STEP 1 - Patient Positioning and Preparation
- Patient placed supine on the operating table.
- A thigh tourniquet is applied and inflated to reduce intraoperative blood loss.
- The limb is draped free to allow full knee flexion.
- Preoperative long-standing radiographs are reviewed to plan the mechanical-anatomic axis angle.
STEP 2 - Skin Incision
- Anterior midline incision is the most commonly used approach.
- Made with the knee in flexion so subcutaneous tissue falls medially and laterally, improving exposure.
- If a prior scar is present, incorporate the most lateral usable scar (blood supply to the anterior knee comes predominantly from the medial side).
- The incision must be long enough to avoid excessive skin tension during retraction, which can cause skin necrosis.
STEP 3 - Deep Approach / Arthrotomy
The standard deep approach is the medial parapatellar retinacular approach:
- Extend the retinacular incision proximally along the full length of the quadriceps tendon, leaving a 3-4 mm cuff of tendon on the vastus medialis for later closure.

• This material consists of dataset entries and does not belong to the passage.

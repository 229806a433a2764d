//! Durable marker state
//!
//! One marker per monitored signal, stored as a plain-text UTF-8 file with
//! no trailing metadata. A missing file is the expected first-run
//! condition, not an error. Writes are synced to disk before returning so a
//! kill after the run cannot lose the marker.

use std::fs::{self, File};
use std::io::{ErrorKind, Write};
use std::path::Path;

use anyhow::{Context, Result};

/// Reads the stored marker, `None` if the file does not exist.
pub fn read_marker(path: &Path) -> Result<Option<String>> {
    match fs::read_to_string(path) {
        Ok(contents) => Ok(Some(contents.trim().to_string())),
        Err(e) if e.kind() == ErrorKind::NotFound => Ok(None),
        Err(e) => {
            Err(e).with_context(|| format!("failed to read state file {}", path.display()))
        }
    }
}

/// Overwrites the state file with the new marker and syncs it to disk.
///
/// A failure here is fatal to the run: continuing without durable state
/// would re-trigger the pipeline on the next invocation.
pub fn write_marker(path: &Path, marker: &str) -> Result<()> {
    let mut file = File::create(path)
        .with_context(|| format!("failed to create state file {}", path.display()))?;

    file.write_all(marker.as_bytes())
        .with_context(|| format!("failed to write state file {}", path.display()))?;

    file.sync_all()
        .with_context(|| format!("failed to sync state file {}", path.display()))?;

    Ok(())
}

#[cfg(test)]
mod tests {
    use super::*;
    use tempfile::tempdir;

    #[test]
    fn test_round_trip() {
        let dir = tempdir().unwrap();
        let path = dir.path().join("marker.txt");

        write_marker(&path, "sha256:abc123").unwrap();
        assert_eq!(read_marker(&path).unwrap().as_deref(), Some("sha256:abc123"));
    }

    #[test]
    fn test_missing_file_reads_as_none() {
        let dir = tempdir().unwrap();
        let path = dir.path().join("does-not-exist.txt");

        assert_eq!(read_marker(&path).unwrap(), None);
    }

    #[test]
    fn test_write_overwrites_previous_marker() {
        let dir = tempdir().unwrap();
        let path = dir.path().join("marker.txt");

        write_marker(&path, "sha256:old-and-much-longer-than-the-next").unwrap();
        write_marker(&path, "sha256:new").unwrap();

        assert_eq!(read_marker(&path).unwrap().as_deref(), Some("sha256:new"));
    }

    #[test]
    fn test_read_trims_surrounding_whitespace() {
        let dir = tempdir().unwrap();
        let path = dir.path().join("marker.txt");

        std::fs::write(&path, "abc123\n").unwrap();
        assert_eq!(read_marker(&path).unwrap().as_deref(), Some("abc123"));
    }
}
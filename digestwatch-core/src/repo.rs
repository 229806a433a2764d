//! Repository specs

use serde::{Deserialize, Serialize};

/// One repository entry from the repository-list document.
///
/// Read-only for the duration of a pipeline run. Repositories are processed
/// in the order they appear, and branches within a repository likewise.
#[derive(Debug, Clone, Serialize, Deserialize)]
pub struct RepoSpec {
    /// Clone URL of the repository
    pub url: String,
    /// Branches to build; the branch name doubles as the image tag
    pub branches: Vec<String>,
    /// Replaces the derived `{namespace}/{name}` image name
    #[serde(default)]
    pub image_name: Option<String>,
    /// Dockerfile path relative to the clone root
    #[serde(default)]
    pub dockerfile_path: Option<String>,
}
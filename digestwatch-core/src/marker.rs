//! Marker comparison
//!
//! A marker is an opaque string: a manifest digest or a hash published at a
//! URL. Only byte-for-byte equality matters; no internal structure is ever
//! interpreted.

/// Decides whether a freshly fetched marker constitutes a change.
///
/// - An absent fetched marker (the registry found no entry for the target
///   platform) is never a change, regardless of stored state. Callers must
///   not persist it.
/// - An empty fetched marker is treated the same as absent.
/// - Otherwise the signal changed iff the fetched marker differs from the
///   stored one; a missing stored marker counts as changed (first-run
///   bootstrap).
pub fn changed(stored: Option<&str>, fetched: Option<&str>) -> bool {
    match fetched {
        Some(fetched) if !fetched.is_empty() => stored != Some(fetched),
        _ => false,
    }
}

- Continue the incision around the medial side of the patella, extending 3-4 cm onto the anteromedial tibial surface along the medial border of the patellar tendon.
- Expose the medial side of the knee by subperiosteal elevation of the anteromedial capsule and deep medial collateral ligament off the tibia to the posteromedial corner.
Alternative approaches:
- Subvastus ("Southern") approach - the vastus medialis is lifted off the intermuscular septum without splitting the quadriceps tendon; reduces patellofemoral complications.
- Midvastus approach - a limited incision into the vastus medialis obliquus muscle.
STEP 4 - Patellar Eversion and Joint Exposure
- Extend the knee and evert the patella laterally; in obese patients, develop the lateral subcutaneous flap further or subluxate the patella laterally.
- Flex the knee and remove the:
- Anterior cruciate ligament (ACL)
- Anterior horns of the medial and lateral menisci
- Any osteophytes that may cause component malposition or soft-tissue imbalance
- If a PCL-substituting prosthesis is used, the PCL may be resected now.
- Subluxate and externally rotate the tibia - this relaxes the extensor mechanism, reduces risk of patellar tendon avulsion, and improves tibial plateau exposure.
- Expose the lateral tibial plateau by partial or complete excision of the infrapatellar fat pad.
Important: Always protect the patellar tendon attachment at the tibial tubercle. Avulsion is a devastating complication.
STEP 5 - Tibial Preparation (Proximal Tibial Cut)
- The proximal tibial cut is made perpendicular to the mechanical axis of the tibia in the coronal plane.
- A posterior slope of 3-7 degrees is typically built in (either by the cut or the implant).
- Extramedullary alignment of the tibia is preferred at most institutions; the alignment rod tip is aimed slightly medial to the center of the ankle (~2 mm medial to the midmalleolar point).
- The amount of tibial bone removed should equal the thickness of the tibial tray plus polyethylene insert.
- After the cut, posterior meniscal horns are excised and the tibial plateau is sized and templated.
STEP 6 - Distal Femoral Cut (Technique 8.2)
- Make the distal femoral cut at a valgus angle of 5-7 degrees (measured from the anatomic-mechanical axis angle on long-standing radiograph), perpendicular to the mechanical axis of the femur.
- The amount of bone resected should equal the thickness of the femoral component.
- If a significant flexion contracture is present, up to 2 mm of additional distal resection may be done (avoid elevating the joint line by >4 mm).
- For a PCL-substituting prosthesis, an additional 2 mm of distal femoral resection equalizes the change in flexion gap caused by PCL sacrifice.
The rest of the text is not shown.